We’re not alone
How can we be light and salt in this pandemic?
As the plane landed at Haneda Airport, the voice of the flight attendant repeated this message several times apologetically: “Because of the COVID-19 situation, please stay at your seats patiently until the disembarkation arrangement is announced.” The plane was only one-third full of passengers, and everyone waited quietly. Because I had been wearing my mask for over 20 hours, my rhinitis was acting up and causing great discomfort to my eyes and nose. To offset the agony at that moment, I envisioned the comfort of my bed at my dormitory.

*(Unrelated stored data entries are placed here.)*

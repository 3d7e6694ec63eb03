//! Catalog statistics reporting
//!
//! Summarizes the checkpoint files and the final artifact for the
//! operator: status distribution per source, fused-field coverage, and
//! which source each fused field came from.

use bookfuse_common::config::CatalogPaths;
use bookfuse_common::Result;
use std::collections::BTreeMap;
use std::path::Path;
use tracing::warn;

use crate::pipeline::read_final_catalog;

/// Everything the `stats` subcommand reports
#[derive(Debug, Default)]
pub struct CatalogStats {
    /// source name -> (status -> count)
    pub source_status_counts: BTreeMap<String, BTreeMap<String, usize>>,
    pub final_rows: usize,
    pub with_description: usize,
    pub with_subjects: usize,
    /// provenance label -> count, for fused descriptions
    pub description_sources: BTreeMap<String, usize>,
    /// provenance label -> count, for fused subjects
    pub subjects_sources: BTreeMap<String, usize>,
}

/// Gather stats from whichever files exist; missing files count zero
pub fn gather_stats(paths: &CatalogPaths) -> Result<CatalogStats> {
    let mut stats = CatalogStats::default();

    for (source, path) in [
        ("library_catalog", paths.library_catalog_checkpoint()),
        ("openlibrary", paths.openlibrary_checkpoint()),
        ("openalex", paths.openalex_checkpoint()),
    ] {
        stats
            .source_status_counts
            .insert(source.to_string(), status_counts(&path)?);
    }

    match read_final_catalog(&paths.final_catalog_csv()) {
        Ok(records) => {
            stats.final_rows = records.len();
            for record in &records {
                if record.final_description.is_some() {
                    stats.with_description += 1;
                }
                if record.final_subjects.is_some() {
                    stats.with_subjects += 1;
                }
                if let Some(source) = &record.final_description_source {
                    *stats.description_sources.entry(source.clone()).or_insert(0) += 1;
                }
                if let Some(source) = &record.final_subjects_source {
                    *stats.subjects_sources.entry(source.clone()).or_insert(0) += 1;
                }
            }
        }
        Err(e) => {
            warn!(error = %e, "No final artifact yet, skipping coverage stats");
        }
    }

    Ok(stats)
}

/// Count values in a checkpoint's `status` column
fn status_counts(path: &Path) -> Result<BTreeMap<String, usize>> {
    let mut counts = BTreeMap::new();

    if !path.exists() {
        return Ok(counts);
    }

    let mut reader = csv::ReaderBuilder::new().flexible(true).from_path(path)?;
    let status_index = reader
        .headers()?
        .iter()
        .position(|h| h.trim() == "status");

    let Some(status_index) = status_index else {
        warn!(path = %path.display(), "Checkpoint has no status column");
        return Ok(counts);
    };

    for row in reader.records() {
        let Ok(row) = row else { continue };
        if let Some(status) = row.get(status_index) {
            *counts.entry(status.trim().to_string()).or_insert(0) += 1;
        }
    }

    Ok(counts)
}

/// Render the report the way the CLI prints it
pub fn format_stats(stats: &CatalogStats) -> String {
    let mut out = String::new();

    for (source, counts) in &stats.source_status_counts {
        out.push_str(&format!("=== {} ===\n", source));
        if counts.is_empty() {
            out.push_str("  (no checkpoint)\n");
        }
        for (status, count) in counts {
            out.push_str(&format!("  {}: {}\n", status, count));
        }
    }

    out.push_str("=== final catalog ===\n");
    out.push_str(&format!("  rows: {}\n", stats.final_rows));
    out.push_str(&format!("  with description: {}\n", stats.with_description));
    out.push_str(&format!("  with subjects: {}\n", stats.with_subjects));

    out.push_str("  description sources:\n");
    for (source, count) in &stats.description_sources {
        out.push_str(&format!("    {}: {}\n", source, count));
    }
    out.push_str("  subjects sources:\n");
    for (source, count) in &stats.subjects_sources {
        out.push_str(&format!("    {}: {}\n", source, count));
    }

    out
}

#[cfg(test)]
mod tests {
    use super::*;
    use tempfile::TempDir;

    #[test]
    fn status_counts_from_checkpoint() {
        let tmp = TempDir::new().unwrap();
        let path = tmp.path().join("library_catalog.csv");
        std::fs::write(
            &path,
            "isbn,detail_url,subjects,summary,status\n\
             1111111111,,,,ok\n\
             2222222222,,,,ok\n\
             3333333333,,,,timeout\n",
        )
        .unwrap();

        let counts = status_counts(&path).unwrap();
        assert_eq!(counts.get("ok"), Some(&2));
        assert_eq!(counts.get("timeout"), Some(&1));
    }

    #[test]
    fn missing_checkpoint_counts_nothing() {
        let tmp = TempDir::new().unwrap();
        let counts = status_counts(&tmp.path().join("absent.csv")).unwrap();
        assert!(counts.is_empty());
    }
}
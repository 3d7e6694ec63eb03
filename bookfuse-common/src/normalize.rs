//! Identity normalization for cross-source record linkage
//!
//! Every key used to join records across sources is derived here and
//! nowhere else. Both normalizers are pure and idempotent: feeding a
//! normalized key back in returns it unchanged, so defensive
//! re-normalization at load boundaries is always safe.

/// Punctuation replaced with spaces when deriving a title key
const TITLE_PUNCTUATION: &[char] = &[
    ':', ';', ',', '.', '(', ')', '[', ']', '{', '}', '\'', '"', '/', '\\', '|',
];

/// Placeholder strings that mean "no ISBN" in upstream exports
fn is_missing_marker(s: &str) -> bool {
    matches!(
        s.to_ascii_lowercase().as_str(),
        "" | "nan" | "none" | "null" | "n/a" | "na"
    )
}

/// Normalize a raw ISBN into its canonical join key
///
/// Strips hyphens and spaces, rejects empty or placeholder values,
/// uppercases (ISBN-10 check digits may be `X`), and left-pads purely
/// numeric strings shorter than 10 digits with zeros. Returns `None`
/// when no usable key can be derived.
pub fn normalize_isbn(raw: &str) -> Option<String> {
    let s: String = raw
        .trim()
        .chars()
        .filter(|c| *c != '-' && !c.is_whitespace())
        .collect();

    if is_missing_marker(&s) {
        return None;
    }

    let mut s = s.to_ascii_uppercase();
    if s.len() < 10 && s.bytes().all(|b| b.is_ascii_digit()) {
        let mut padded = "0".repeat(10 - s.len());
        padded.push_str(&s);
        s = padded;
    }

    Some(s)
}

/// Normalize a raw title into its canonical join key
///
/// Lowercases, replaces the fixed punctuation set with spaces, collapses
/// runs of whitespace, and trims. Returns `None` when nothing survives.
pub fn normalize_title(raw: &str) -> Option<String> {
    let lowered = raw.trim().to_lowercase();
    if lowered.is_empty() {
        return None;
    }

    let replaced: String = lowered
        .chars()
        .map(|c| if TITLE_PUNCTUATION.contains(&c) { ' ' } else { c })
        .collect();

    let collapsed = replaced.split_whitespace().collect::<Vec<_>>().join(" ");
    if collapsed.is_empty() {
        None
    } else {
        Some(collapsed)
    }
}

/// Similarity between two normalized title keys
///
/// Normalized edit ratio in `[0.0, 1.0]`: symmetric, and 1.0 for a
/// string compared with itself. Empty input on either side scores 0.0.
pub fn title_similarity(a: &str, b: &str) -> f64 {
    if a.is_empty() || b.is_empty() {
        return 0.0;
    }
    strsim::normalized_levenshtein(a, b)
}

After getting off the plane, we underwent COVID testing and waited for the results before we were allowed through customs and immigration. It took quite a long time before the officers checked all the application documents and completed the process. By the time my documents were ready, all of the other passengers had already left. Two flight attendants had loaded my luggage on a cart to put it away since no one had claimed it. They were happy to see me. Just when I was ready to go, an airport staff member came over and asked, “Did you bring any food items?”
I thought about it and answered, “Just chocolate and chips.”
“Well, we need to examine them over there.”
My heart sank. What? I was already exhausted. . . and I still needed to have my luggage checked?
Noticing my expression, she comforted me, saying, “You have food in the luggage, and we need to check it. I will help you carry the luggage.”
Although we both had masks on, I could sense her warm smile, which put me at ease. When we got to the luggage inspection station, the lady was very careful not to mess up my stuff and was embarrassed to ask me to open my tightly tied bag, apologizing the whole time. When it was all done, she even helped me to zip up the bag. The staff who brought me there also came over to help me carry my luggage.
Their smiles lifted my heart out of depression. Then I found a handwritten note tucked in my suitcase. It said, “This may be the darkest times for all of us, but we shall get through this together! Please take extra care of yourself during the meantime. We are hoping to be serving you again in the future.” It was from the airline! It was truly heartwarming to receive a message like this to remind me that we are not alone in this difficult time. Japan is a country that, after all the suffering they have experienced, has learned the importance of being united to encourage each other.
At such a time when the whole earth is facing this pandemic, how should a missionary respond to God’s will? How should we care for the needs of this world? God gave me the answer through this experience.
The Bible says we should hold fast to the Lord’s command to spread the love of God in dark places and to walk with those in need. That’s how we can be the light and salt of the world. Even when you are wearing a mask, remember to smile with confidence. Even though social distancing is necessary, don’t stop greeting others warmly. The virus can’t block out love from God or his relationship with people. Just walk a few extra steps alongside others. Continue to care about people’s feelings, and help others when possible. His love is the best weapon to fight the pandemic. Nobody knows how things will progress or what will become of the world. But most important is not to lose the love of Jesus and his commands. As a song from Hong Kong says, “Let’s march over life, let’s sing when we’re tired.”1
I am grateful to be back in Japan. Now is the time to lean on our Lord to forge ahead.